Le procès du maire de la commune de Matam et de son premier adjoint a démarré ce 21 juin, au TPI de Mafanco. Seydouba Sacko et Ismaël Condé sont accusés par le Coordinateur de la société « Étoile émergente », d’escroquerie, d’entrave à la liberté d’accès et à l’égalité des candidats  dans les marchés, les concessions, d’égalité de service public et complicité.

Dans sa déposition, le maire de Matam a nié en bloc les accusations articulées contre lui : «Courant 2019, j’ai reçu monsieur Ismaël Condé, il avait un contrat d’une société de ramassage d’ordures qui s’appelle Étoile émergente. On en a discuté, j’ai signé le contrat sans appel d’offres. C’est un mois après que j’ai entendu qu’il y a des cris autour de ce contrat entre M. Condé et cette société. C’est par après que j’ai reçu la convocation de la police. M. Kaba (représentant de la société Etoile émergente, ndlr), ne me connaît pas du tout.»

Seydouba Sacko a laissé entendre que cette affaire est spécifiquement gérée par son adjoint Ismaël Condé : «Mais, je suis grandement surpris par cette affaire, parce que ni moi ni Ismaël Condé, n’a touché un franc dans ce dossier.»

“Est-ce que vous n’avez pas touché de l’argent dans cette affaire ? » lui questionne la juge. «Non,» répond le maire.

«Mais vous étiez au courant que la société Étoile émergente déboursait 200 000 francs guinéens comme prix du carburant par jour? Renchérit Me Sidiki  Bérété, avocat de la partie civile.» «Je ne suis au courant de rien», ajoute Seydouba sacko. « Vous saviez que le matériel offert par la banque populaire maroco-guinéenne a été vendu à la PME». «Je ne suis pas au courant. Moi, je n’ai fait que signer le contrat ».

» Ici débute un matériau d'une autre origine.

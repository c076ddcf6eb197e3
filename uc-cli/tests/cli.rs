//! Exercises command implementations against real files on disk, the way
//! a caller of the `uc` binary would.

use std::fs;

use tempfile::tempdir;
use uc_cli::commands::{self, CompressArgs};
use uc_cli::OutputFormat;

#[test]
fn compress_then_expand_round_trips_through_files() {
    let dir = tempdir().unwrap();
    let messages = serde_json::json!([
        { "id": "1", "index": 0, "role": "system", "content": "You are concise." },
        { "id": "2", "index": 1, "role": "user", "content": "Hi there, quick question for you." },
        {
            "id": "3",
            "index": 2,
            "role": "assistant",
            "content": "Background detail that keeps repeating itself across many words here today. ".repeat(20)
        },
    ]);
    let input_path = dir.path().join("messages.json");
    fs::write(&input_path, serde_json::to_string_pretty(&messages).unwrap()).unwrap();

    let out_dir = dir.path().join("out");
    let args = CompressArgs {
        recency_window: Some(0),
        out_dir: out_dir.clone(),
        dedup: true,
        ..CompressArgs::default()
    };
    commands::compress_file(&input_path, args, OutputFormat::Json).unwrap();

    let compressed_path = out_dir.join("compressed.json");
    let verbatim_path = out_dir.join("verbatim.json");
    assert!(compressed_path.exists());
    assert!(verbatim_path.exists());

    commands::expand_files(&compressed_path, &verbatim_path, false, OutputFormat::Json).unwrap();
}

#[test]
fn estimate_tokens_reads_messages_file() {
    let dir = tempdir().unwrap();
    let messages = serde_json::json!([
        { "id": "1", "index": 0, "role": "user", "content": "hello" },
    ]);
    let path = dir.path().join("messages.json");
    fs::write(&path, serde_json::to_string_pretty(&messages).unwrap()).unwrap();

    commands::estimate_tokens_file(&path, OutputFormat::Json).unwrap();
}

#[test]
fn classify_reads_content_file() {
    let dir = tempdir().unwrap();
    let path = dir.path().join("snippet.txt");
    fs::write(&path, "```rust\nfn main() {}\n```").unwrap();

    commands::classify_file(&path, OutputFormat::Json).unwrap();
}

«C’est un contrat de façade, vous nous avez fait travailler sans être payés. En tant que maire, vous êtes le seul responsable de cette situation», assène Me Bérété.

Ismaël Condé a, lui aussi, rejeté ces accusations : «Je suis en prison depuis 9 mois pour une affaire qui ne me concerne pas. Je n’ai été qu’un intermédiaire entre cette PME et la mairie, parce que je voulais aider les citoyens de la commune de Matam.» M. Condé nie avoir poussé le maire à engager cette PME : «Quand ils sont venus me voir, je leur ai dit d’écrire à la mairie, ils l’ont fait. Ça a duré, ils sont revenus me voir, j’ai vu le maire, il avait déjà le contrat. Il a demandé à un de ses collaborateurs s’il peut signer le contrat. Ce dernier a répondu par l’affirmative. » Une version balayée par le maire Seydouba Sacko : «La première fois qu’il est venu me voir, j’ai refusé. Il est revenu avec le DMR (Directeur des micro-réalisations) pour me dire de signer.»

Etoile émergente accuse Ismaël Condé de l’avoir vendu des brouettes et d’autres matériels offerts par une banque de la place. Elle l’accuse également de leur avoir facturé 200 000 francs guinéens par jour comme prix du carburant à cause d’un camion de l’ANASP qu’il avait mis à leur disposition : «Ce matériel n’était pas destiné à la PME, mais à la mairie, et je n’ai demandé aucun franc à quelqu’un », a affirmé Ismaël Condé à la barre.

Cette affaire remonte en fin d’année 2019. Ismaël Condé est mis en contact avec un certain Kaba, coordinateur de la société Étoile émergente, qui évoluerait dans le ramassage des ordures, par un de ses frères. Le premier maire-adjoint l’introduit  à son tour, chez le maire. Ce dernier signe le contrat qui lie cette société à la mairie de Matam dans le cadre du nettoyage d’une partie de la commune, sans sourciller. Mais dans le contrat, il était stipulé que c’est à la société de payer ses travailleurs. Les bénéficiaires commencent le travail. Mais deux mois plus tard, la société peine à recouvrer son argent chez les abonnés et à payer ses travailleurs. Elle se tourne alors vers Ismaël Condé et la mairie, les choses n’ont pas bougé non plus. L’affaire arrive par la suite devant la justice. L’affaire n’aura été ébruitée après qu’Ismaël Condé, membre du RPG arc-en-ciel, a décidé de s’opposer à la réforme constitutionnelle, de claquer la porte du parti au pouvoir et de rejoindre l’UFDG, principal parti de l’opposition.

Au moment où nous mettions cette dépêche en ligne, Ismaël Condé,  inculpé pour offense sur la personne du Président de la République, production, diffusion et mise à disposition d’autrui des données de nature à troubler l’ordre public, et injures par le biais d’un système informatique, continuait sa déposition.